Monday, Oct. 07, 1929

Football

That college football has developed from a form of organized, spirited roughhouse to a vast national business is a fact that has long been obvious but seldom analyzed. Last week a journalist named Francis Wallace published some figures in The Saturday Evening Post. He showed that football's drawing power is about $50,000,000 a year, that some colleges make half a million out of their teams because they "get raw material, exploitation, and labor at slight cost. The schedule makers are planning five years ahead, signing contracts for attractive intersectional games, based no longer on natural rivalry or academic interest as has been the norm, but upon filling the stadium.

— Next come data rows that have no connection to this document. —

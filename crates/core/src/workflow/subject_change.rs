//! Subject add/drop workflow: Program Head, then conditionally Cashier.
//!
//! Unlike enrollment, this workflow stores an explicit status on the request
//! row and walks it forward one stage at a time. A student with a previously
//! approved course shift (a "shiftee") skips the Cashier stage entirely.
//! Terminal states are final; there is no recomputation.

use serde::Serialize;

use crate::roles::{ROLE_ADMIN, ROLE_CASHIER, ROLE_PROGRAM_HEAD};

use super::{Decision, Transition, WorkflowError, WorkflowPolicy};

#[derive(Debug, Clone, Copy, PartialEq, Eq, Serialize)]
#[serde(rename_all = "snake_case")]
pub enum SubjectChangeStatus {
    PendingProgramHead,
    PendingCashier,
    Approved,
    Rejected,
}

impl SubjectChangeStatus {
    pub fn as_str(self) -> &'static str {
        match self {
            SubjectChangeStatus::PendingProgramHead => "pending_program_head",
            SubjectChangeStatus::PendingCashier => "pending_cashier",
            SubjectChangeStatus::Approved => "approved",
            SubjectChangeStatus::Rejected => "rejected",
        }
    }

    pub fn parse(value: &str) -> Option<Self> {
        match value {
            "pending_program_head" => Some(SubjectChangeStatus::PendingProgramHead),
            "pending_cashier" => Some(SubjectChangeStatus::PendingCashier),
            "approved" => Some(SubjectChangeStatus::Approved),
            "rejected" => Some(SubjectChangeStatus::Rejected),
            _ => None,
        }
    }

    pub fn is_terminal(self) -> bool {
        matches!(
            self,
            SubjectChangeStatus::Approved | SubjectChangeStatus::Rejected
        )
    }
}

/// Workflow-relevant snapshot of a subject-change request.
#[derive(Debug, Clone, Copy, PartialEq, Eq)]
pub struct SubjectChangeState {
    pub status: SubjectChangeStatus,
    /// Whether the requester holds a previously approved course shift.
    pub shiftee: bool,
}

/// Side effect emitted when the request reaches its approved state: attach
/// every requested "add" subject and detach every "drop" subject, atomically
/// with the status write.
#[derive(Debug, Clone, Copy, PartialEq, Eq)]
pub struct ApplySubjectItems;

pub struct SubjectChangePolicy;

impl WorkflowPolicy for SubjectChangePolicy {
    type State = SubjectChangeState;
    type Effect = ApplySubjectItems;

    fn authorize(&self, actor_role: &str, state: &SubjectChangeState) -> Result<(), WorkflowError> {
        if state.status.is_terminal() {
            return Err(WorkflowError::AlreadyProcessed);
        }
        let at_turn = match state.status {
            SubjectChangeStatus::PendingProgramHead => {
                actor_role == ROLE_PROGRAM_HEAD || actor_role == ROLE_ADMIN
            }
            SubjectChangeStatus::PendingCashier => actor_role == ROLE_CASHIER,
            // Terminal states handled above.
            _ => false,
        };
        if at_turn {
            Ok(())
        } else {
            Err(WorkflowError::NotAuthorized {
                role: actor_role.to_string(),
            })
        }
    }

    fn transition(
        &self,
        actor_role: &str,
        state: &SubjectChangeState,
        decision: Decision,
    ) -> Result<Transition<SubjectChangeState, ApplySubjectItems>, WorkflowError> {
        self.authorize(actor_role, state)?;

        let (next_status, effect) = match decision {
            Decision::Rejected => (SubjectChangeStatus::Rejected, None),
            Decision::Approved => match state.status {
                SubjectChangeStatus::PendingProgramHead if state.shiftee => {
                    // Policy shortcut for shifted students: skip the Cashier.
                    (SubjectChangeStatus::Approved, Some(ApplySubjectItems))
                }
                SubjectChangeStatus::PendingProgramHead => {
                    (SubjectChangeStatus::PendingCashier, None)
                }
                SubjectChangeStatus::PendingCashier => {
                    (SubjectChangeStatus::Approved, Some(ApplySubjectItems))
                }
                _ => unreachable!("authorize rejects terminal states"),
            },
        };

        Ok(Transition {
            next: SubjectChangeState {
                status: next_status,
                shiftee: state.shiftee,
            },
            effect,
        })
    }
}
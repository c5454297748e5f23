//! Transactional applier for enrollment decisions.

use registra_core::error::CoreError;
use registra_core::types::DbId;
use registra_core::workflow::enrollment::{
    project, ApprovalRole, ApprovalSet, StatusProjection,
};
use registra_core::workflow::{Decision, EnrollmentPolicy, WorkflowPolicy};
use registra_db::models::approval::{ApprovalWithActor, EnrollmentApproval};
use registra_db::models::enrollment::Enrollment;
use registra_db::repositories::{ApprovalRepo, EnrollmentRepo};
use registra_db::DbPool;

use crate::error::{AppError, AppResult};

/// Outcome of a committed enrollment decision.
#[derive(Debug)]
pub struct EnrollmentDecisionOutcome {
    pub enrollment: Enrollment,
    pub approval: ApprovalWithActor,
    pub projection: StatusProjection,
}

/// Build the in-memory approval set from the stored rows.
///
/// Rows still marked `pending` count as "has not acted", the same as a
/// missing row.
pub fn approval_set_from_rows(rows: &[EnrollmentApproval]) -> ApprovalSet {
    let mut set = ApprovalSet::default();
    for row in rows {
        let Some(role) = ApprovalRole::parse(&row.role) else {
            continue;
        };
        if let Ok(decision) = Decision::parse(&row.status) {
            set = set.with(role, decision);
        }
    }
    set
}

/// Record one role's decision on an enrollment and write the recomputed
/// aggregate status, atomically.
///
/// The row lock taken by `find_by_id_for_update` serializes concurrent
/// decisions on the same enrollment, so two staff members deciding at once
/// each see a consistent approval set.
pub async fn decide(
    pool: &DbPool,
    enrollment_id: DbId,
    actor_id: DbId,
    actor_role: &str,
    decision: Decision,
    remarks: Option<&str>,
) -> AppResult<EnrollmentDecisionOutcome> {
    let mut tx = pool.begin().await?;

    let mut enrollment = EnrollmentRepo::find_by_id_for_update(&mut tx, enrollment_id)
        .await?
        .ok_or(CoreError::NotFound {
            entity: "Enrollment",
            id: enrollment_id,
        })?;

    let rows = ApprovalRepo::list_for_enrollment_tx(&mut tx, enrollment_id).await?;
    let set = approval_set_from_rows(&rows);

    let policy = EnrollmentPolicy;
    let transition = policy
        .transition(actor_role, &set, decision)
        .map_err(CoreError::from)?;
    // acting_stage cannot fail here: transition already authorized the role.
    let stage = EnrollmentPolicy::acting_stage(actor_role).map_err(CoreError::from)?;

    ApprovalRepo::upsert(
        &mut tx,
        enrollment_id,
        stage.as_str(),
        decision.as_str(),
        remarks,
        actor_id,
    )
    .await?;

    // transition always carries the recomputed aggregate for this policy.
    let status = transition.effect.unwrap_or_else(|| {
        registra_core::workflow::enrollment::aggregate(&transition.next)
    });
    EnrollmentRepo::update_status(&mut tx, enrollment_id, status.as_str(), remarks).await?;

    tx.commit().await?;

    enrollment.status = status.as_str().to_string();
    if let Some(r) = remarks {
        enrollment.remarks = Some(r.to_string());
    }

    // Re-read the committed approval joined with the actor's username for
    // the response body.
    let approval = ApprovalRepo::find_with_actor(pool, enrollment_id, stage.as_str())
        .await?
        .ok_or_else(|| {
            AppError::InternalError(format!(
                "approval for enrollment {enrollment_id} role '{}' missing after commit",
                stage.as_str()
            ))
        })?;

    tracing::info!(
        enrollment_id,
        actor_id,
        role = stage.as_str(),
        decision = decision.as_str(),
        status = status.as_str(),
        "Enrollment decision recorded"
    );

    Ok(EnrollmentDecisionOutcome {
        enrollment,
        approval,
        projection: project(&transition.next),
    })
}
//! Authentication primitives.
//!
//! - [`password`] -- Argon2id hashing and verification for passwords and PINs.
//! - [`jwt`] -- JWT access-token generation, validation, and refresh-token helpers.

pub mod jwt;
pub mod password;
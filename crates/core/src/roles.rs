//! Well-known role name constants.
//!
//! These must match the role CHECK constraint in
//! `20260301000001_create_users_table.sql`.
//! Every user holds exactly one role; there is no permission-set model.

pub const ROLE_ADMIN: &str = "admin";
pub const ROLE_PROGRAM_HEAD: &str = "program_head";
pub const ROLE_REGISTRAR: &str = "registrar";
pub const ROLE_CASHIER: &str = "cashier";
pub const ROLE_INSTRUCTOR: &str = "instructor";
pub const ROLE_STUDENT: &str = "student";

/// All valid role names.
pub const VALID_ROLES: &[&str] = &[
    ROLE_ADMIN,
    ROLE_PROGRAM_HEAD,
    ROLE_REGISTRAR,
    ROLE_CASHIER,
    ROLE_INSTRUCTOR,
    ROLE_STUDENT,
];

/// Validate that a role string is one of the accepted role names.
pub fn validate_role(role: &str) -> Result<(), String> {
    if VALID_ROLES.contains(&role) {
        Ok(())
    } else {
        Err(format!(
            "Invalid role '{role}'. Must be one of: {}",
            VALID_ROLES.join(", ")
        ))
    }
}
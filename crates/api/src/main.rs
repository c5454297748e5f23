use std::net::SocketAddr;
use std::sync::Arc;

use tracing_subscriber::{layer::SubscriberExt, util::SubscriberInitExt};

use registra_api::config::ServerConfig;
use registra_api::router::build_app_router;
use registra_api::state::AppState;

#[tokio::main]
async fn main() {
    dotenvy::dotenv().ok();

    // --- Tracing ---
    tracing_subscriber::registry()
        .with(
            tracing_subscriber::EnvFilter::try_from_default_env()
                .unwrap_or_else(|_| "registra_api=debug,tower_http=debug".into()),
        )
        .with(tracing_subscriber::fmt::layer())
        .init();

    // --- Configuration ---
    let config = ServerConfig::from_env();
    tracing::info!(host = %config.host, port = %config.port, "Loaded server configuration");

    // --- Database ---
    let database_url = std::env::var("DATABASE_URL").expect("DATABASE_URL must be set");

    let pool = registra_db::create_pool(&database_url)
        .await
        .expect("Failed to connect to database");
    tracing::info!("Database connection pool created");

    registra_db::health_check(&pool)
        .await
        .expect("Database health check failed");
    tracing::info!("Database health check passed");

    registra_db::run_migrations(&pool)
        .await
        .expect("Failed to run database migrations");
    tracing::info!("Database migrations applied");

    // --- App state + router ---
    let state = AppState {
        pool,
        config: Arc::new(config.clone()),
    };
    let app = build_app_router(state, &config);

    // --- Start server ---
    let addr = SocketAddr::new(
        config.host.parse().expect("Invalid HOST address"),
        config.port,
    );
    tracing::info!(%addr, "Starting server");

    let listener = tokio::net::TcpListener::bind(addr)
        .await
        .expect("Failed to bind to address");

    axum::serve(listener, app)
        .with_graceful_shutdown(shutdown_signal())
        .await
        .expect("Server error");

    tracing::info!("Graceful shutdown complete");
}

/// Wait for a termination signal to initiate graceful shutdown.
///
/// Handles both SIGINT (Ctrl-C) and SIGTERM (on Unix) so the server
/// shuts down cleanly whether stopped interactively or by a process
/// manager (e.g. systemd, Docker, Kubernetes).
async fn shutdown_signal() {
    let ctrl_c = async {
        tokio::signal::ctrl_c()
            .await
            .expect("Failed to install Ctrl-C handler");
    };

    #[cfg(unix)]
    let terminate = async {
        tokio::signal::unix::signal(tokio::signal::unix::SignalKind::terminate())
            .expect("Failed to install SIGTERM handler")
            .recv()
            .await;
    };

    #[cfg(not(unix))]
    let terminate = std::future::pending::<()>();

    tokio::select! {
        () = ctrl_c => {
            tracing::info!("Received SIGINT (Ctrl-C), starting graceful shutdown");
        }
        () = terminate => {
            tracing::info!("Received SIGTERM, starting graceful shutdown");
        }
    }
}
//! Repository for the `courses` table.

use registra_core::types::DbId;
use sqlx::PgPool;

use crate::models::course::{Course, CreateCourse, UpdateCourse};

const COLUMNS: &str = "id, program_id, code, name, years, created_at, updated_at";

/// Provides CRUD operations for courses.
pub struct CourseRepo;

impl CourseRepo {
    /// Insert a new course, returning the created row.
    pub async fn create(pool: &PgPool, input: &CreateCourse) -> Result<Course, sqlx::Error> {
        let query = format!(
            "INSERT INTO courses (program_id, code, name, years)
             VALUES ($1, $2, $3, $4)
             RETURNING {COLUMNS}"
        );
        sqlx::query_as::<_, Course>(&query)
            .bind(input.program_id)
            .bind(&input.code)
            .bind(&input.name)
            .bind(input.years)
            .fetch_one(pool)
            .await
    }

    /// Find a course by primary key.
    pub async fn find_by_id(pool: &PgPool, id: DbId) -> Result<Option<Course>, sqlx::Error> {
        let query = format!("SELECT {COLUMNS} FROM courses WHERE id = $1");
        sqlx::query_as::<_, Course>(&query)
            .bind(id)
            .fetch_optional(pool)
            .await
    }

    /// List courses, optionally filtered by program.
    pub async fn list(pool: &PgPool, program_id: Option<DbId>) -> Result<Vec<Course>, sqlx::Error> {
        let query = format!(
            "SELECT {COLUMNS} FROM courses
             WHERE ($1::bigint IS NULL OR program_id = $1)
             ORDER BY code ASC"
        );
        sqlx::query_as::<_, Course>(&query)
            .bind(program_id)
            .fetch_all(pool)
            .await
    }

    /// Update a course's mutable fields, returning the updated row.
    pub async fn update(
        pool: &PgPool,
        id: DbId,
        input: &UpdateCourse,
    ) -> Result<Option<Course>, sqlx::Error> {
        let query = format!(
            "UPDATE courses SET
                name = COALESCE($2, name),
                years = COALESCE($3, years),
                updated_at = now()
             WHERE id = $1
             RETURNING {COLUMNS}"
        );
        sqlx::query_as::<_, Course>(&query)
            .bind(id)
            .bind(&input.name)
            .bind(input.years)
            .fetch_optional(pool)
            .await
    }

    /// Delete a course. Returns whether a row was removed.
    pub async fn delete(pool: &PgPool, id: DbId) -> Result<bool, sqlx::Error> {
        let result = sqlx::query("DELETE FROM courses WHERE id = $1")
            .bind(id)
            .execute(pool)
            .await?;
        Ok(result.rows_affected() > 0)
    }
}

Alumni, considering themselves stockholders, help to build the stadia, divert promising prep-school material to their particular plants, and ask only the dividends of victory over which they may gloat."

Last week, business went on as usual in various hundred yard factories roofed with sky, capitalistic gloating was minimized because the big teams all had easy games.

P:At Syracuse at about 8:30 in the evening, Warren Stevens ran three times past rows of floodlights that gave the field a blueish tinge to make touchdowns against Hobart. Used successfully in the west for some time, the floodlights proved that many potential gloaters who like to play golf Saturday afternoons will go to night football games. Syracuse 77, Hobart 0.

P:Eleven Vermonters found New York University rockier than any boundary of an upstate cow-pasture, a wall that thudded past them avalanche-like, 77-0.

P:With one flashy sophomore halfback yipping for passes that usually landed safely in the arms of some other flashy sophomore halfback, in the same kind of sweater, Washington hardly needed Jefferson to beat Ohio Northern, 33-0.

P:The 40,000 peoples who inexplicably turned out when the University of Pennsylvania opened its season, were rewarded by seeing Franklin and Marshall College make a one-yard forward pass for the first touchdown it has scored on Pennsylvania since 1915. Penn 14, Franklin and Marshall 7.

P:Halfback Owl, also Bluemenstock and Simonson heard their names cheered by Springfield students who, not daring to expect much, saw them plough through Brown to win by the width of a Brown kick that went crooked. Springfield 7, Brown 6.

P:As soon as Cagle and Murrell were taken out the Army team seemed listless and mediocre. As soon as they went in again it seemed as formidable as 26-0 against Boston University would indicate.

P:As Pittsburgh End Joe Donchess lay prone on Waynesburg's goal line, he lifted his arms as if by accident and found between them a pass that was soon forgotten in his team's scarcely hindered scoring. Pittsburgh 53, Waynesburg 0.